(Given data Opens)
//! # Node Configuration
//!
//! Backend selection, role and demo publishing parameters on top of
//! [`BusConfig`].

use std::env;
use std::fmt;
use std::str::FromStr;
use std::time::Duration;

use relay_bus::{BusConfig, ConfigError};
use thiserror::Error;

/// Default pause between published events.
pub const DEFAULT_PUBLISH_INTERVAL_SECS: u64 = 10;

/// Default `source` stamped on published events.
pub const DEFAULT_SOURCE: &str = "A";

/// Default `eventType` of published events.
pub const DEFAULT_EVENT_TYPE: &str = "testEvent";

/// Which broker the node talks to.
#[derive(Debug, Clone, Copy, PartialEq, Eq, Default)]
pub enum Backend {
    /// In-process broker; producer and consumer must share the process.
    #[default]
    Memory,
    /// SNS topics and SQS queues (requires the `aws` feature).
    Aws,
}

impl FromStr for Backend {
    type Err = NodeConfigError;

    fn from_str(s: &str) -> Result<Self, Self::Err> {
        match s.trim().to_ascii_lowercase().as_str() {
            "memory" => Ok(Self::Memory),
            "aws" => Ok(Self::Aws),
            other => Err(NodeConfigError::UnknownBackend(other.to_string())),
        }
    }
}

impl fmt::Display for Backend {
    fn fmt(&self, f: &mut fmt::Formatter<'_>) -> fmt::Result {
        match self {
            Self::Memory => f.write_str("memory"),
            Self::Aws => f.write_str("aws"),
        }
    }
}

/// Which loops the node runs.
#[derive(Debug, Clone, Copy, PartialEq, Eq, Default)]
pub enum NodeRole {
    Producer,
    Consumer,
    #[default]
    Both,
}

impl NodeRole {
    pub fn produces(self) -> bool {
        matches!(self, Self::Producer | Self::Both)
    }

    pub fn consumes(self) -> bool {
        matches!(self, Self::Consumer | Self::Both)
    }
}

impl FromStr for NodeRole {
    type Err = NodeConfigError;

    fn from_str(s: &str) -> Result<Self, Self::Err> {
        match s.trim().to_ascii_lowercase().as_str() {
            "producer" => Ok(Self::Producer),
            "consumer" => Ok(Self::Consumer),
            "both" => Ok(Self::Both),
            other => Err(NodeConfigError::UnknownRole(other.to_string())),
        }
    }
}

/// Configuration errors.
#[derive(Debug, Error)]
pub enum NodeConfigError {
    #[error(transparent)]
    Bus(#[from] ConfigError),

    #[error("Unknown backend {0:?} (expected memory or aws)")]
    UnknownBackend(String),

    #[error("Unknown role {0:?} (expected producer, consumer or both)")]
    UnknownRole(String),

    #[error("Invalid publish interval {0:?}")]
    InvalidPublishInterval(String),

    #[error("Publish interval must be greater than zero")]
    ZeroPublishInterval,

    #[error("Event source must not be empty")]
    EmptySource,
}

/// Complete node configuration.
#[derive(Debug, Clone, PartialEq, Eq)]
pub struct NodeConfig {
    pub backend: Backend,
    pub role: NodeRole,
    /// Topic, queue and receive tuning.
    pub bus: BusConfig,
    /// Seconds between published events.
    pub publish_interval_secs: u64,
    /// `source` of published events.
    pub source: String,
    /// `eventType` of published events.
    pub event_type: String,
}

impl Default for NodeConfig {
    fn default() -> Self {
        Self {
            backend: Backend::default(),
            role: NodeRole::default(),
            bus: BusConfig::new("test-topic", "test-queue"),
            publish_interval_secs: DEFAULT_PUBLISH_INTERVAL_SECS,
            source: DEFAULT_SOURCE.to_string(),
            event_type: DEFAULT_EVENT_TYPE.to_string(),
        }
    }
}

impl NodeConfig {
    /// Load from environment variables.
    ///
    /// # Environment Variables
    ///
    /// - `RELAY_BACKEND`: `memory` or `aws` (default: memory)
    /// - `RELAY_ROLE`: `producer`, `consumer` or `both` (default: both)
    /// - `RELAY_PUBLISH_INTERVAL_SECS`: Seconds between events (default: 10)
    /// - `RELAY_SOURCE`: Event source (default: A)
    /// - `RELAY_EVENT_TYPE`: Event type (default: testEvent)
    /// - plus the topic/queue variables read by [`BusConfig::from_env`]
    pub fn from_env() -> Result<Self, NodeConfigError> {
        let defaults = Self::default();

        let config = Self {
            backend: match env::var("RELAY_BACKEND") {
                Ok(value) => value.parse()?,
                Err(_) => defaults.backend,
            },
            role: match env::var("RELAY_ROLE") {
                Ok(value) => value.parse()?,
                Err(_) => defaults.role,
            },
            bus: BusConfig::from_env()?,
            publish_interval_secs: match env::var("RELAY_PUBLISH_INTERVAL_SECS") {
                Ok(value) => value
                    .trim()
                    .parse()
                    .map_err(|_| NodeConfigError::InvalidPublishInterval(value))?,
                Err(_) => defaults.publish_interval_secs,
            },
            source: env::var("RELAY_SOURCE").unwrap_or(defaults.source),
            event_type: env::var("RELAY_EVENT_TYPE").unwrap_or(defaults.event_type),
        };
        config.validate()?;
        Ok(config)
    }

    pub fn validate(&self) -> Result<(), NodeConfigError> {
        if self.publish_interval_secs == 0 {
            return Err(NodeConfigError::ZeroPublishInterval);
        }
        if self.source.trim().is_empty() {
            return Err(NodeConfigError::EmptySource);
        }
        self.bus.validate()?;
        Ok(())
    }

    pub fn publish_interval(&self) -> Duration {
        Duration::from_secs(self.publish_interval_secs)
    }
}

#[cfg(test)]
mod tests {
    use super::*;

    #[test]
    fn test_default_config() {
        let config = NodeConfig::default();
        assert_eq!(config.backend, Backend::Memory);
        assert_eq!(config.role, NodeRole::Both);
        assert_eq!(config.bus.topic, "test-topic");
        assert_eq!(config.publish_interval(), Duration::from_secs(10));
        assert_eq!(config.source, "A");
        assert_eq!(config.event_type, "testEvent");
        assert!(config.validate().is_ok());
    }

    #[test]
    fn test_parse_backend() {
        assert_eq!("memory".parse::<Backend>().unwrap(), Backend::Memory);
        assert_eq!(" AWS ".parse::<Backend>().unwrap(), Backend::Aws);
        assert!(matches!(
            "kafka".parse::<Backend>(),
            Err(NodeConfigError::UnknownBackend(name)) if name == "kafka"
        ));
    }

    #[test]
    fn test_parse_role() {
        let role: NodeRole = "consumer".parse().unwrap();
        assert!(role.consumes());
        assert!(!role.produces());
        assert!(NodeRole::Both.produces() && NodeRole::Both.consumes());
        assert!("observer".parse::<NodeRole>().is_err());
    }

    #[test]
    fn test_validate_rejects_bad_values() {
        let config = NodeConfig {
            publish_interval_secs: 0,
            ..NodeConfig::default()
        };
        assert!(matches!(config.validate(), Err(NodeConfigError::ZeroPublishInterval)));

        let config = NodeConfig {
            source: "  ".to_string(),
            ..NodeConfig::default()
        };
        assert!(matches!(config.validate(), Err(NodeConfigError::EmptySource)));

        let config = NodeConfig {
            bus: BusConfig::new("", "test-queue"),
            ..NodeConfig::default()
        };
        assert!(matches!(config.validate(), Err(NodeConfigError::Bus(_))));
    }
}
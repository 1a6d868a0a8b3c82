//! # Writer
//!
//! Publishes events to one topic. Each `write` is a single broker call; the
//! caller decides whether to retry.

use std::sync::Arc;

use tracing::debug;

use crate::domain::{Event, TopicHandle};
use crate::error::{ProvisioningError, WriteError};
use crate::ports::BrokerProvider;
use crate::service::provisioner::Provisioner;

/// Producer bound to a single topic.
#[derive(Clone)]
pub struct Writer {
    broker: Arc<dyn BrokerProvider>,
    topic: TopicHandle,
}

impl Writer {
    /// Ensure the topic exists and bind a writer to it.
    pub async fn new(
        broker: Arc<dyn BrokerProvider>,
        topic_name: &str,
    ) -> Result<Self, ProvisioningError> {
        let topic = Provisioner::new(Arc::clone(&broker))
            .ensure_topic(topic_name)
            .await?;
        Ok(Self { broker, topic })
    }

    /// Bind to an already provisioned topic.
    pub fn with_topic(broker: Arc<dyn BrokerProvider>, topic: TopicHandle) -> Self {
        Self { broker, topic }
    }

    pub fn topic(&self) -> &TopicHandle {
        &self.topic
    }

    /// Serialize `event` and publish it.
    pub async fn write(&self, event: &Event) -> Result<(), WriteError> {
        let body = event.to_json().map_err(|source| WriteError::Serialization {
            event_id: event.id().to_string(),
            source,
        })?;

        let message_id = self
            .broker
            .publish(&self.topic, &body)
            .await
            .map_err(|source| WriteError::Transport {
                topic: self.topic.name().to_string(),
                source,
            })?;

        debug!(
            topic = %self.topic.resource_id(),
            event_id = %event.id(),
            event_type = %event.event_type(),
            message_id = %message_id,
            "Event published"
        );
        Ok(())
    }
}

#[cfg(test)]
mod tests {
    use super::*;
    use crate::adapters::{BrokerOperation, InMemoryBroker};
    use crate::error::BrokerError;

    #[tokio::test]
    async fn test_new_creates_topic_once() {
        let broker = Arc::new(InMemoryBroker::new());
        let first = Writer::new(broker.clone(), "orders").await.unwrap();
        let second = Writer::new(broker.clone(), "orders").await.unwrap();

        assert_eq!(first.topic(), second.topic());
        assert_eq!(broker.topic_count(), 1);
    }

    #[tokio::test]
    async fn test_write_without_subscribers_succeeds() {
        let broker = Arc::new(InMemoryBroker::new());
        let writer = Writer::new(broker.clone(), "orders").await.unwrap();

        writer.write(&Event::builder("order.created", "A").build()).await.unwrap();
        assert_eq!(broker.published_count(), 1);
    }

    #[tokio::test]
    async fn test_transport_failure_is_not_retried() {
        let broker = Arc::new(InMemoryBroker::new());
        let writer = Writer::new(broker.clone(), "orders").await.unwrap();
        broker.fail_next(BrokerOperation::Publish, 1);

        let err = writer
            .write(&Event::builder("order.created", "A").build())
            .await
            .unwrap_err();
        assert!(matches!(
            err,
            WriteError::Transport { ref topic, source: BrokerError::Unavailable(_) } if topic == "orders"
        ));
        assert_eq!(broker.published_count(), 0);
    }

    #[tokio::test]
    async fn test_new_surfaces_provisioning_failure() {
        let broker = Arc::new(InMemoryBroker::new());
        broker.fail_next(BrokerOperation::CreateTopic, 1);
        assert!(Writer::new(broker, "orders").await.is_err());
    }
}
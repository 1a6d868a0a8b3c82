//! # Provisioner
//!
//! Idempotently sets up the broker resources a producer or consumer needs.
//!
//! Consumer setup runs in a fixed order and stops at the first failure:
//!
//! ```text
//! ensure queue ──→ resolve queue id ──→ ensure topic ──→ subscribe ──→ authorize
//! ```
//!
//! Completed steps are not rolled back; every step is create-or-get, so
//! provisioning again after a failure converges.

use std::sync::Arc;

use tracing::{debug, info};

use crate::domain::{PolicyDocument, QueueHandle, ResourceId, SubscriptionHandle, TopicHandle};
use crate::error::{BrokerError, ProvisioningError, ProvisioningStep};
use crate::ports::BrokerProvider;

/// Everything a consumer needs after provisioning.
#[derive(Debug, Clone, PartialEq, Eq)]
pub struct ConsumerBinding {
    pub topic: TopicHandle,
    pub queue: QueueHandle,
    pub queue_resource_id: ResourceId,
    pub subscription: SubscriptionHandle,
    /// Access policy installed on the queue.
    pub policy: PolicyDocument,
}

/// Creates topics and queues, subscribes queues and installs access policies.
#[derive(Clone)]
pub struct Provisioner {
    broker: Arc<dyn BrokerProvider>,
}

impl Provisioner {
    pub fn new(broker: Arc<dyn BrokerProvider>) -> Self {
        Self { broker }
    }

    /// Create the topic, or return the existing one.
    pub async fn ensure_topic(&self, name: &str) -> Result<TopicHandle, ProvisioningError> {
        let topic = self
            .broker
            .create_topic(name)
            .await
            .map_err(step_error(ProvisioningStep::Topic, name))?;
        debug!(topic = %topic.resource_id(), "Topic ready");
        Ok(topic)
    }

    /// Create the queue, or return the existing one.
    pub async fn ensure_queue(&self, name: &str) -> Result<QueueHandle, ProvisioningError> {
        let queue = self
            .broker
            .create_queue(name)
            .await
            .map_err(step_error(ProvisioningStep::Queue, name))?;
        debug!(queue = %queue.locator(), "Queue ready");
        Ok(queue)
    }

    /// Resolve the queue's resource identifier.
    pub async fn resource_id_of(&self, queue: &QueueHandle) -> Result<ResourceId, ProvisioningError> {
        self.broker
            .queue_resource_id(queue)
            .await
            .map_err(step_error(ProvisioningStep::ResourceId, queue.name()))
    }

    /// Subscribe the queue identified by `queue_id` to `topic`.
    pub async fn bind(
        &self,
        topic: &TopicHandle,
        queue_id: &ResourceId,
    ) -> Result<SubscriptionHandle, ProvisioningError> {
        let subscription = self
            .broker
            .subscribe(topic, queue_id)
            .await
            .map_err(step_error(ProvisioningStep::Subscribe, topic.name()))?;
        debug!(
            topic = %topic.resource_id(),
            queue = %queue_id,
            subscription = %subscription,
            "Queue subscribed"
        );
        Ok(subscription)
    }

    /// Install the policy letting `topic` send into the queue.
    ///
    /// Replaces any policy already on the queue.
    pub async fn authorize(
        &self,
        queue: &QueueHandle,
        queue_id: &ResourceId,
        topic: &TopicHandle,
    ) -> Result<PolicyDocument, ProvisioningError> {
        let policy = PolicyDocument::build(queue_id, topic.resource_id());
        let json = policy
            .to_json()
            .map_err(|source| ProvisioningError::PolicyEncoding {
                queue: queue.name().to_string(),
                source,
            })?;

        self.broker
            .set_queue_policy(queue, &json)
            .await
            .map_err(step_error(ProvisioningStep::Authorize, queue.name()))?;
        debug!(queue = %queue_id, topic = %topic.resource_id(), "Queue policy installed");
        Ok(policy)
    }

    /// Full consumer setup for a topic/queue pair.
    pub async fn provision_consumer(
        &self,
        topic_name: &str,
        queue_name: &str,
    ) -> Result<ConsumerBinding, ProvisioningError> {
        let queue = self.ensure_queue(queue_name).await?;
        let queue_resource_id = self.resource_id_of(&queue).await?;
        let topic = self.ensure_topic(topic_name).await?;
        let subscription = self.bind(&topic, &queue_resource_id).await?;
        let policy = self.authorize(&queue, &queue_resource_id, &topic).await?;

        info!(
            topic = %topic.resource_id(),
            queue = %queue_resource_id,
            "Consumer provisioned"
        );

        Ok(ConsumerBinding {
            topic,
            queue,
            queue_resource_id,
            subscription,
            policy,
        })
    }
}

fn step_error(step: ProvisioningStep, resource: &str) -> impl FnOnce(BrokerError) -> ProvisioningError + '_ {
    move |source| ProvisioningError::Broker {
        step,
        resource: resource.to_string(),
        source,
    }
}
(Given data Closes)
Try it: Copy each line from the data above that includes "Provisioner".

Solution to the problem:
use crate::service::provisioner::Provisioner;
        let topic = Provisioner::new(Arc::clone(&broker))
//! # Provisioner
pub struct Provisioner {
impl Provisioner {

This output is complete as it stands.